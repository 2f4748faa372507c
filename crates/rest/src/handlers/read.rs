//! Read and list handlers.
//!
//! `GET [base]/user/{id}`, `GET [base]/user` and `GET [base]/`

use addressbook_persistence::core::RecordStorage;
use axum::{
    Json,
    extract::State,
    response::{IntoResponse, Response},
};
use tracing::debug;

use crate::error::RestResult;
use crate::extractors::RecordIdPath;
use crate::state::AppState;

/// Handler for reading one contact.
///
/// # Response
///
/// - `200 OK` - The record
/// - `400 Bad Request` - The id is not a valid identifier
/// - `404 Not Found` - No record has the id
pub async fn read_handler<S>(
    State(state): State<AppState<S>>,
    RecordIdPath(id): RecordIdPath,
) -> RestResult<Response>
where
    S: RecordStorage + Send + Sync,
{
    debug!(id = %id, "Processing read request");

    let record = state.service().get(&id).await?;
    Ok(Json(record).into_response())
}

/// Handler for listing every contact.
///
/// Always answers with a JSON array, empty when there are no contacts.
pub async fn list_handler<S>(State(state): State<AppState<S>>) -> RestResult<Response>
where
    S: RecordStorage + Send + Sync,
{
    let records = state.service().list().await?;
    debug!(count = records.len(), "Listed users");

    Ok(Json(records).into_response())
}
//! Error types for the address book API.
//!
//! Every failure a handler can produce is a [`RestError`]. The variant alone
//! decides the HTTP status; persistence errors are converted through `From`
//! impls so handlers can use `?` on service calls.
//!
//! # Error Mapping
//!
//! | Storage Error | RestError | HTTP Status |
//! |--------------|-----------|-------------|
//! | RecordError::NotFound | NotFound | 404 |
//! | RecordError::AlreadyExists | Conflict | 409 |
//! | ValidationError::InvalidRecord | InvalidRecord | 400 |
//! | ValidationError::InvalidIdentifier | BadIdentifier | 400 |
//! | ImportError::EmptyInput, ImportError::Parse | BadRequest | 400 |
//! | ImportError::Aborted | ImportAborted | 500 |
//! | ExportError::Empty | NoContent | 204 |
//! | BackendError::Unavailable, BackendError::ConnectionFailed | Unavailable | 500 |
//! | anything else | InternalError | 500 |
//!
//! Simple failures have the body `{"error": "<message>"}`. Validation
//! failures return an array with one `{"error": ...}` object per violated
//! field. Internal details are logged and never returned to the client.

use addressbook_persistence::error::{
    BackendError, ExportError, ImportError, RecordError, StorageError, ValidationError,
};
use addressbook_persistence::validation::Violation;
use axum::{
    Json,
    http::StatusCode,
    response::{IntoResponse, Response},
};
use serde_json::json;
use thiserror::Error;
use tracing::error;

/// The primary error type for REST API operations.
#[derive(Debug, Error)]
pub enum RestError {
    /// Record or path not found (HTTP 404).
    #[error("{message}")]
    NotFound {
        /// Error message.
        message: String,
    },

    /// Uniqueness violation (HTTP 409).
    #[error("{message}")]
    Conflict {
        /// Error message.
        message: String,
    },

    /// Malformed request (HTTP 400).
    #[error("{message}")]
    BadRequest {
        /// Error message.
        message: String,
    },

    /// Path parameter is not a valid record id (HTTP 400).
    #[error("not a valid id: {value}")]
    BadIdentifier {
        /// The rejected value.
        value: String,
    },

    /// One or more fields failed validation (HTTP 400).
    #[error("invalid record")]
    InvalidRecord {
        /// Every violated rule.
        violations: Vec<Violation>,
    },

    /// Unsupported media type (HTTP 415).
    #[error("unsupported content type: {content_type}")]
    UnsupportedMediaType {
        /// The unsupported content type.
        content_type: String,
    },

    /// Request body exceeds the configured limit (HTTP 413).
    #[error("request body exceeds {limit} bytes")]
    PayloadTooLarge {
        /// The limit in bytes.
        limit: usize,
    },

    /// Nothing to return (HTTP 204).
    #[error("{message}")]
    NoContent {
        /// Reason, logged only.
        message: String,
    },

    /// A bulk import stopped part way through (HTTP 500).
    #[error("import aborted at row {row} after {applied} records")]
    ImportAborted {
        /// Records written before the failure.
        applied: usize,
        /// Line of the failing row.
        row: usize,
        /// Underlying failure, logged only.
        message: String,
    },

    /// The datastore cannot be reached (HTTP 500).
    #[error("datastore unavailable: {message}")]
    Unavailable {
        /// Underlying failure, logged only.
        message: String,
    },

    /// Internal server error (HTTP 500).
    #[error("internal error: {message}")]
    InternalError {
        /// Underlying failure, logged only.
        message: String,
    },
}

impl RestError {
    /// Returns the HTTP status for this error.
    pub fn status_code(&self) -> StatusCode {
        match self {
            RestError::NotFound { .. } => StatusCode::NOT_FOUND,
            RestError::Conflict { .. } => StatusCode::CONFLICT,
            RestError::BadRequest { .. }
            | RestError::BadIdentifier { .. }
            | RestError::InvalidRecord { .. } => StatusCode::BAD_REQUEST,
            RestError::UnsupportedMediaType { .. } => StatusCode::UNSUPPORTED_MEDIA_TYPE,
            RestError::PayloadTooLarge { .. } => StatusCode::PAYLOAD_TOO_LARGE,
            RestError::NoContent { .. } => StatusCode::NO_CONTENT,
            RestError::ImportAborted { .. }
            | RestError::Unavailable { .. }
            | RestError::InternalError { .. } => StatusCode::INTERNAL_SERVER_ERROR,
        }
    }
}

impl IntoResponse for RestError {
    fn into_response(self) -> Response {
        let status = self.status_code();

        let body = match &self {
            RestError::NoContent { .. } => return status.into_response(),
            RestError::InvalidRecord { violations } => violations
                .iter()
                .map(|v| json!({ "error": v.message }))
                .collect::<Vec<_>>()
                .into(),
            RestError::ImportAborted {
                applied,
                row,
                message,
            } => {
                error!(applied, row, error = %message, "Import aborted");
                json!({
                    "error": self.to_string(),
                    "applied": applied,
                    "row": row,
                })
            }
            RestError::Unavailable { message } => {
                error!(error = %message, "Datastore unavailable");
                json!({ "error": "datastore unavailable" })
            }
            RestError::InternalError { message } => {
                error!(error = %message, "Internal error");
                json!({ "error": "internal server error" })
            }
            _ => json!({ "error": self.to_string() }),
        };

        (status, Json(body)).into_response()
    }
}

/// Result type alias for REST operations.
pub type RestResult<T> = Result<T, RestError>;

// Implement conversions from storage errors

impl From<StorageError> for RestError {
    fn from(err: StorageError) -> Self {
        match err {
            StorageError::Record(e) => e.into(),
            StorageError::Validation(e) => e.into(),
            StorageError::Backend(e) => e.into(),
            StorageError::Import(e) => e.into(),
            StorageError::Export(e) => e.into(),
        }
    }
}

impl From<RecordError> for RestError {
    fn from(err: RecordError) -> Self {
        match err {
            RecordError::NotFound { .. } => RestError::NotFound {
                message: err.to_string(),
            },
            RecordError::AlreadyExists { .. } => RestError::Conflict {
                message: err.to_string(),
            },
        }
    }
}

impl From<ValidationError> for RestError {
    fn from(err: ValidationError) -> Self {
        match err {
            ValidationError::InvalidRecord { violations } => {
                RestError::InvalidRecord { violations }
            }
            ValidationError::InvalidIdentifier { value } => RestError::BadIdentifier { value },
        }
    }
}

impl From<BackendError> for RestError {
    fn from(err: BackendError) -> Self {
        match err {
            BackendError::Unavailable { .. } | BackendError::ConnectionFailed { .. } => {
                RestError::Unavailable {
                    message: err.to_string(),
                }
            }
            _ => RestError::InternalError {
                message: err.to_string(),
            },
        }
    }
}

impl From<ImportError> for RestError {
    fn from(err: ImportError) -> Self {
        match err {
            ImportError::EmptyInput | ImportError::Parse { .. } => RestError::BadRequest {
                message: err.to_string(),
            },
            ImportError::Aborted {
                applied,
                row,
                source,
            } => RestError::ImportAborted {
                applied,
                row,
                message: source.to_string(),
            },
        }
    }
}

impl From<ExportError> for RestError {
    fn from(err: ExportError) -> Self {
        match err {
            ExportError::Empty => RestError::NoContent {
                message: err.to_string(),
            },
            ExportError::WriteError { .. } => RestError::InternalError {
                message: err.to_string(),
            },
        }
    }
}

_Task instructions_
In the listing, find every line with the word "AppState" and return it.

_Output of the task_
use crate::state::AppState;
    State(state): State<AppState<S>>,
pub async fn list_handler<S>(State(state): State<AppState<S>>) -> RestResult<Response>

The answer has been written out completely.